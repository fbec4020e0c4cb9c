//! Shared state for every editing session opened by one host.
//!
//! A [`SessionContext`] owns the parsed-statement graph, the cache of
//! resources already requested, and the set of resources with a save in
//! flight. Clones share the same state, so one context can be handed to many
//! editors and the components behind them.

use super::graph::{vocab, Graph, Term};
use crate::error::{EditorError, Result};
use crate::protocol::headers;
use crate::types::ResourceMetadata;
use parking_lot::{Mutex, RwLock};
use std::collections::{BTreeMap, HashSet};
use std::sync::Arc;

#[derive(Default)]
struct Inner {
    graph: RwLock<Graph>,
    requested: RwLock<HashSet<String>>,
    in_flight: Mutex<HashSet<String>>,
}

/// Handle to the graph and request cache shared between sessions.
///
/// # Thread Safety
///
/// All state lives behind `parking_lot` locks inside an `Arc`. No lock is held
/// across an `.await`: async callers take snapshots with
/// [`SessionContext::document`] instead.
///
/// # Examples
///
/// ```
/// use source_editor::store::{SessionContext, Term};
///
/// let session = SessionContext::new();
/// let doc = "https://example.org/a.ttl";
/// session.with_graph_mut(|g| {
///     g.add(Term::named(doc), Term::named("http://example.org/p"), Term::literal("x"), doc)
/// });
/// assert_eq!(session.remove_document(doc), 1);
/// ```
#[derive(Clone, Default)]
pub struct SessionContext {
    inner: Arc<Inner>,
}

impl SessionContext {
    pub fn new() -> Self {
        Self::default()
    }

    // ========== Graph ==========

    /// Run `f` with shared access to the graph.
    pub fn with_graph<R>(&self, f: impl FnOnce(&Graph) -> R) -> R {
        f(&self.inner.graph.read())
    }

    /// Run `f` with exclusive access to the graph.
    pub fn with_graph_mut<R>(&self, f: impl FnOnce(&mut Graph) -> R) -> R {
        f(&mut self.inner.graph.write())
    }

    /// Copy of the statements read from `uri`.
    pub fn document(&self, uri: &str) -> Graph {
        self.inner.graph.read().document(uri)
    }

    /// Drop the statements read from `uri`. Other documents are untouched.
    pub fn remove_document(&self, uri: &str) -> usize {
        let removed = self.inner.graph.write().remove_document(uri);
        if removed > 0 {
            tracing::debug!("Removed {} statements from {}", removed, uri);
        }
        removed
    }

    // ========== Request cache ==========

    pub fn mark_requested(&self, uri: &str) {
        self.inner.requested.write().insert(uri.to_string());
    }

    pub fn is_requested(&self, uri: &str) -> bool {
        self.inner.requested.read().contains(uri)
    }

    /// Clear the "already requested" marker so the resource is fetched again.
    pub fn forget_request(&self, uri: &str) -> bool {
        self.inner.requested.write().remove(uri)
    }

    /// Record the headers of a response in the graph.
    ///
    /// Writes `<uri> link:requestedURI "uri"`, links a fresh response node to
    /// it with `link:response`, and stores each header value under
    /// `httph:<name>`. Earlier records for `uri` are replaced.
    pub fn record_response(&self, uri: &str, response_headers: &BTreeMap<String, String>) {
        let request = Term::named(uri);
        let response = Term::blank(format!("response:{}", uri));
        let provenance = request_document(uri);

        let mut graph = self.inner.graph.write();
        graph.remove_document(&provenance);
        graph.add(
            request.clone(),
            Term::named(vocab::LINK_REQUESTED_URI),
            Term::literal(uri),
            provenance.as_str(),
        );
        graph.add(
            request,
            Term::named(vocab::LINK_RESPONSE),
            response.clone(),
            provenance.as_str(),
        );
        for (name, value) in response_headers {
            graph.add(
                response.clone(),
                Term::named(vocab::httph(name)),
                Term::literal(value.as_str()),
                provenance.as_str(),
            );
        }
    }

    /// Metadata recorded for `uri` by an earlier response, if any.
    ///
    /// Finds the request whose `link:requestedURI` is `uri`, follows its
    /// `link:response`, and reads the content type, allow-list and entity tag
    /// from the stored headers. Returns `None` unless a content type is found.
    pub fn fallback_metadata(&self, uri: &str) -> Option<ResourceMetadata> {
        let graph = self.inner.graph.read();
        let requests = graph.each_subject(
            &Term::named(vocab::LINK_REQUESTED_URI),
            &Term::literal(uri),
        );
        requests.iter().find_map(|request| {
            let response = graph.any_object(request, &Term::named(vocab::LINK_RESPONSE))?;
            let header = |name: &str| graph.any_value(response, &Term::named(vocab::httph(name)));
            let content_type = header(headers::CONTENT_TYPE)?;
            let meta = ResourceMetadata::from_values(
                Some(content_type),
                header(headers::ALLOW),
                header(headers::ETAG),
            );
            meta.content_type.is_some().then_some(meta)
        })
    }

    // ========== Saves ==========

    /// Claim the right to save `uri`.
    ///
    /// Fails with [`EditorError::SaveInFlight`] while another guard for the
    /// same resource is alive. The claim is released when the guard drops.
    pub fn begin_save(&self, uri: &str) -> Result<SaveGuard> {
        let mut in_flight = self.inner.in_flight.lock();
        if !in_flight.insert(uri.to_string()) {
            tracing::warn!("Save already in flight for {}", uri);
            return Err(EditorError::SaveInFlight(uri.to_string()));
        }
        Ok(SaveGuard {
            inner: Arc::clone(&self.inner),
            uri: uri.to_string(),
        })
    }

    pub fn save_in_flight(&self, uri: &str) -> bool {
        self.inner.in_flight.lock().contains(uri)
    }
}

impl std::fmt::Debug for SessionContext {
    fn fmt(&self, f: &mut std::fmt::Formatter<'_>) -> std::fmt::Result {
        f.debug_struct("SessionContext")
            .field("statements", &self.inner.graph.read().len())
            .field("requested", &self.inner.requested.read().len())
            .field("in_flight", &self.inner.in_flight.lock().len())
            .finish()
    }
}

/// Exclusive claim on saving one resource. Released on drop.
#[must_use = "the save claim is released as soon as the guard is dropped"]
pub struct SaveGuard {
    inner: Arc<Inner>,
    uri: String,
}

impl SaveGuard {
    pub fn uri(&self) -> &str {
        &self.uri
    }
}

impl Drop for SaveGuard {
    fn drop(&mut self) {
        self.inner.in_flight.lock().remove(&self.uri);
    }
}

/// Provenance used for response bookkeeping, kept apart from the parsed document.
fn request_document(uri: &str) -> String {
    format!("{}#request", uri)
}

-- Work to complete --
Give all of the entries again, word for word.

-- Finished exercise --
repository fbec4020e0c4cb9c
//! Shared state for every editing session opened by one host.
//!
//! A [`SessionContext`] owns the parsed-statement graph, the cache of
//! resources already requested, and the set of resources with a save in
//! flight. Clones share the same state, so one context can be handed to many
//! editors and the components behind them.

use super::graph::{vocab, Graph, Term};
use crate::error::{EditorError, Result};
use crate::protocol::headers;
use crate::types::ResourceMetadata;
use parking_lot::{Mutex, RwLock};
use std::collections::{BTreeMap, HashSet};
use std::sync::Arc;

#[derive(Default)]
struct Inner {
    graph: RwLock<Graph>,
    requested: RwLock<HashSet<String>>,
    in_flight: Mutex<HashSet<String>>,
}

/// Handle to the graph and request cache shared between sessions.
///
/// # Thread Safety
///
/// All state lives behind `parking_lot` locks inside an `Arc`. No lock is held
/// across an `.await`: async callers take snapshots with
/// [`SessionContext::document`] instead.
///
/// # Examples
///
/// ```
/// use source_editor::store::{SessionContext, Term};
///
/// let session = SessionContext::new();
/// let doc = "https://example.org/a.ttl";
/// session.with_graph_mut(|g| {
///     g.add(Term::named(doc), Term::named("http://example.org/p"), Term::literal("x"), doc)
/// });
/// assert_eq!(session.remove_document(doc), 1);
/// ```
#[derive(Clone, Default)]
pub struct SessionContext {
    inner: Arc<Inner>,
}

impl SessionContext {
    pub fn new() -> Self {
        Self::default()
    }

    // ========== Graph ==========

    /// Run `f` with shared access to the graph.
    pub fn with_graph<R>(&self, f: impl FnOnce(&Graph) -> R) -> R {
        f(&self.inner.graph.read())
    }

    /// Run `f` with exclusive access to the graph.
    pub fn with_graph_mut<R>(&self, f: impl FnOnce(&mut Graph) -> R) -> R {
        f(&mut self.inner.graph.write())
    }

    /// Copy of the statements read from `uri`.
    pub fn document(&self, uri: &str) -> Graph {
        self.inner.graph.read().document(uri)
    }

    /// Drop the statements read from `uri`. Other documents are untouched.
    pub fn remove_document(&self, uri: &str) -> usize {
        let removed = self.inner.graph.write().remove_document(uri);
        if removed > 0 {
            tracing::debug!("Removed {} statements from {}", removed, uri);
        }
        removed
    }

    // ========== Request cache ==========

    pub fn mark_requested(&self, uri: &str) {
        self.inner.requested.write().insert(uri.to_string());
    }

    pub fn is_requested(&self, uri: &str) -> bool {
        self.inner.requested.read().contains(uri)
    }

    /// Clear the "already requested" marker so the resource is fetched again.
    pub fn forget_request(&self, uri: &str) -> bool {
        self.inner.requested.write().remove(uri)
    }

    /// Record the headers of a response in the graph.
    ///
    /// Writes `<uri> link:requestedURI "uri"`, links a fresh response node to
    /// it with `link:response`, and stores each header value under
    /// `httph:<name>`. Earlier records for `uri` are replaced.
    pub fn record_response(&self, uri: &str, response_headers: &BTreeMap<String, String>) {
        let request = Term::named(uri);
        let response = Term::blank(format!("response:{}", uri));
        let provenance = request_document(uri);

        let mut graph = self.inner.graph.write();
        graph.remove_document(&provenance);
        graph.add(
            request.clone(),
            Term::named(vocab::LINK_REQUESTED_URI),
            Term::literal(uri),
            provenance.as_str(),
        );
        graph.add(
            request,
            Term::named(vocab::LINK_RESPONSE),
            response.clone(),
            provenance.as_str(),
        );
        for (name, value) in response_headers {
            graph.add(
                response.clone(),
                Term::named(vocab::httph(name)),
                Term::literal(value.as_str()),
                provenance.as_str(),
            );
        }
    }

    /// Metadata recorded for `uri` by an earlier response, if any.
    ///
    /// Finds the request whose `link:requestedURI` is `uri`, follows its
    /// `link:response`, and reads the content type, allow-list and entity tag
    /// from the stored headers. Returns `None` unless a content type is found.
    pub fn fallback_metadata(&self, uri: &str) -> Option<ResourceMetadata> {
        let graph = self.inner.graph.read();
        let requests = graph.each_subject(
            &Term::named(vocab::LINK_REQUESTED_URI),
            &Term::literal(uri),
        );
        requests.iter().find_map(|request| {
            let response = graph.any_object(request, &Term::named(vocab::LINK_RESPONSE))?;
            let header = |name: &str| graph.any_value(response, &Term::named(vocab::httph(name)));
            let content_type = header(headers::CONTENT_TYPE)?;
            let meta = ResourceMetadata::from_values(
                Some(content_type),
                header(headers::ALLOW),
                header(headers::ETAG),
            );
            meta.content_type.is_some().then_some(meta)
        })
    }

    // ========== Saves ==========

    /// Claim the right to save `uri`.
    ///
    /// Fails with [`EditorError::SaveInFlight`] while another guard for the
    /// same resource is alive. The claim is released when the guard drops.
    pub fn begin_save(&self, uri: &str) -> Result<SaveGuard> {
        let mut in_flight = self.inner.in_flight.lock();
        if !in_flight.insert(uri.to_string()) {
            tracing::warn!("Save already in flight for {}", uri);
            return Err(EditorError::SaveInFlight(uri.to_string()));
        }
        Ok(SaveGuard {
            inner: Arc::clone(&self.inner),
            uri: uri.to_string(),
        })
    }

    pub fn save_in_flight(&self, uri: &str) -> bool {
        self.inner.in_flight.lock().contains(uri)
    }
}

impl std::fmt::Debug for SessionContext {
    fn fmt(&self, f: &mut std::fmt::Formatter<'_>) -> std::fmt::Result {
        f.debug_struct("SessionContext")
            .field("statements", &self.inner.graph.read().len())
            .field("requested", &self.inner.requested.read().len())
            .field("in_flight", &self.inner.in_flight.lock().len())
            .finish()
    }
}

/// Exclusive claim on saving one resource. Released on drop.
#[must_use = "the save claim is released as soon as the guard is dropped"]
pub struct SaveGuard {
    inner: Arc<Inner>,
    uri: String,
}

impl SaveGuard {
    pub fn uri(&self) -> &str {
        &self.uri
    }
}

impl Drop for SaveGuard {
    fn drop(&mut self) {
        self.inner.in_flight.lock().remove(&self.uri);
    }
}

/// Provenance used for response bookkeeping, kept apart from the parsed document.
fn request_document(uri: &str) -> String {
    format!("{}#request", uri)
}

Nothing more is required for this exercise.